Keywords: generation, generative
Abstract: Recent advances in auto-regressive transformers have achieved remarkable success in generative modeling. However, text-to-3D generation remains challenging, primarily due to bottlenecks in learning discrete 3D representations. Specifically, existing approaches often suffer from information loss during encoding, causing representational distortion before the quantization process. This effect is further amplified by vector quantization, ultimately degrading the geometric coherence of text-conditioned 3D shapes. Moreover, the conventional two-stage training paradigm induces an objective mismatch between reconstruction and text-conditioned auto-regressive generation. To address these issues, we propose View-aware Auto-Regressive 3D (VAR-3D), which intergrates a view-aware 3D Vector Quantized-Variational AutoEncoder (VQ-VAE) to convert the complex geometric structure of 3D models into discrete tokens. Additionally, we introduce a rendering-supervised training strategy that couples discrete token prediction with visual reconstruction, encouraging the generative process to better preserve visual fidelity and structural consistency relative to the input text.

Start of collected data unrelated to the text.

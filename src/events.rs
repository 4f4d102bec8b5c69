//! Diagnostic events emitted by the analyzer and the resource downloader.
//!
//! Library code never prints. It hands a [`ProbeEvent`] to an [`EventSink`];
//! the binary installs [`LogSink`], which forwards events to the `log` facade
//! with a severity and key-value fields.

use serde::Serialize;
use std::path::PathBuf;
use std::sync::Mutex;

/// Every event the probe emits
#[derive(Debug, Clone, PartialEq, Serialize)]
#[serde(tag = "type")]
pub enum ProbeEvent {
    /// A page is about to be fetched
    AnalysisStarted { url: String },
    /// A page could not be fetched; the analysis yields no result
    FetchFailed { url: String, error: String },
    /// A page was fetched and both extractions ran
    PageAnalyzed {
        url: String,
        json_findings: usize,
        endpoints: usize,
    },
    /// The login form was submitted and the session left the login page
    LoginSucceeded { login_url: String, cookies: usize },
    /// A resource was written to disk
    ResourceSaved {
        url: String,
        path: PathBuf,
        bytes: usize,
    },
    /// A resource could not be downloaded or written
    DownloadFailed { url: String, error: String },
}

impl ProbeEvent {
    /// Severity the event is logged at
    pub fn level(&self) -> log::Level {
        match self {
            ProbeEvent::FetchFailed { .. } => log::Level::Error,
            ProbeEvent::DownloadFailed { .. } => log::Level::Warn,
            ProbeEvent::AnalysisStarted { .. }
            | ProbeEvent::PageAnalyzed { .. }
            | ProbeEvent::LoginSucceeded { .. } => log::Level::Info,
            ProbeEvent::ResourceSaved { .. } => log::Level::Debug,
        }
    }
}

/// Receives diagnostic events
pub trait EventSink: Send + Sync {
    fn emit(&self, event: ProbeEvent);
}

/// Forwards events to the `log` facade
#[derive(Debug, Clone, Copy, Default)]
pub struct LogSink;

impl EventSink for LogSink {
    fn emit(&self, event: ProbeEvent) {
        let level = event.level();
        match &event {
            ProbeEvent::AnalysisStarted { url } => {
                ::log::log!(level, url = url.as_str(); "Analyzing {}", url);
            }
            ProbeEvent::FetchFailed { url, error } => {
                ::log::log!(level, url = url.as_str(), error = error.as_str(); "Error fetching {}: {}", url, error);
            }
            ProbeEvent::PageAnalyzed {
                url,
                json_findings,
                endpoints,
            } => {
                ::log::log!(
                    level,
                    url = url.as_str(), json_findings = *json_findings, endpoints = *endpoints;
                    "Analyzed {}: {} JSON values, {} endpoints",
                    url,
                    json_findings,
                    endpoints
                );
            }
            ProbeEvent::LoginSucceeded { login_url, cookies } => {
                ::log::log!(level, login_url = login_url.as_str(), cookies = *cookies; "Login successful at {} ({} cookies)", login_url, cookies);
            }
            ProbeEvent::ResourceSaved { url, path, bytes } => {
                ::log::log!(level, url = url.as_str(), bytes = *bytes; "Saved {} -> {}", url, path.display());
            }
            ProbeEvent::DownloadFailed { url, error } => {
                ::log::log!(level, url = url.as_str(), error = error.as_str(); "Failed to save {}: {}", url, error);
            }
        }
    }
}

/// Keeps every event in memory, for tests and for callers that want to inspect a run
#[derive(Debug, Default)]
pub struct RecordingSink {
    events: Mutex<Vec<ProbeEvent>>,
}

impl RecordingSink {
    pub fn new() -> Self {
        Self::default()
    }

    /// A copy of the events seen so far
    pub fn events(&self) -> Vec<ProbeEvent> {
        self.events.lock().map(|e| e.clone()).unwrap_or_default()
    }

    /// Number of recorded events matching `predicate`
    pub fn count(&self, predicate: impl Fn(&ProbeEvent) -> bool) -> usize {
        self.events().into_iter().filter(|e| predicate(e)).count()
    }
}

impl EventSink for RecordingSink {
    fn emit(&self, event: ProbeEvent) {
        if let Ok(mut events) = self.events.lock() {
            events.push(event);
        }
    }
}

Experiments demonstrate that VAR-3D significantly outperforms existing methods in both generation quality and text-3D alignment.
摘要：自回归变压器的最新进展在生成建模方面取得了显着的成功。然而，文本到 3D 的生成仍然具有挑战性，这主要是由于学习离散 3D 表示的瓶颈。具体而言，现有方法在编码过程中经常会遭受信息丢失，从而在量化过程之前导致表征失真。矢量量化进一步放大了这种效应，最终降低了文本条件 3D 形状的几何一致性。此外，传统的两阶段训练范式导致重建和文本条件自回归生成之间存在客观不匹配。为了解决这些问题，我们提出了视图感知自回归 3D (VAR-3D)，它集成了视图感知 3D 矢量量化变分自动编码器 (VQ-VAE)，将 3D 模型的复杂几何结构转换为离散标记。此外，我们引入了一种渲染监督训练策略，将离散标记预测与视觉重建结合起来，鼓励生成过程更好地保持相对于输入文本的视觉保真度和结构一致性。实验表明，VAR-3D 在生成质量和文本 3D 对齐方面均显着优于现有方法。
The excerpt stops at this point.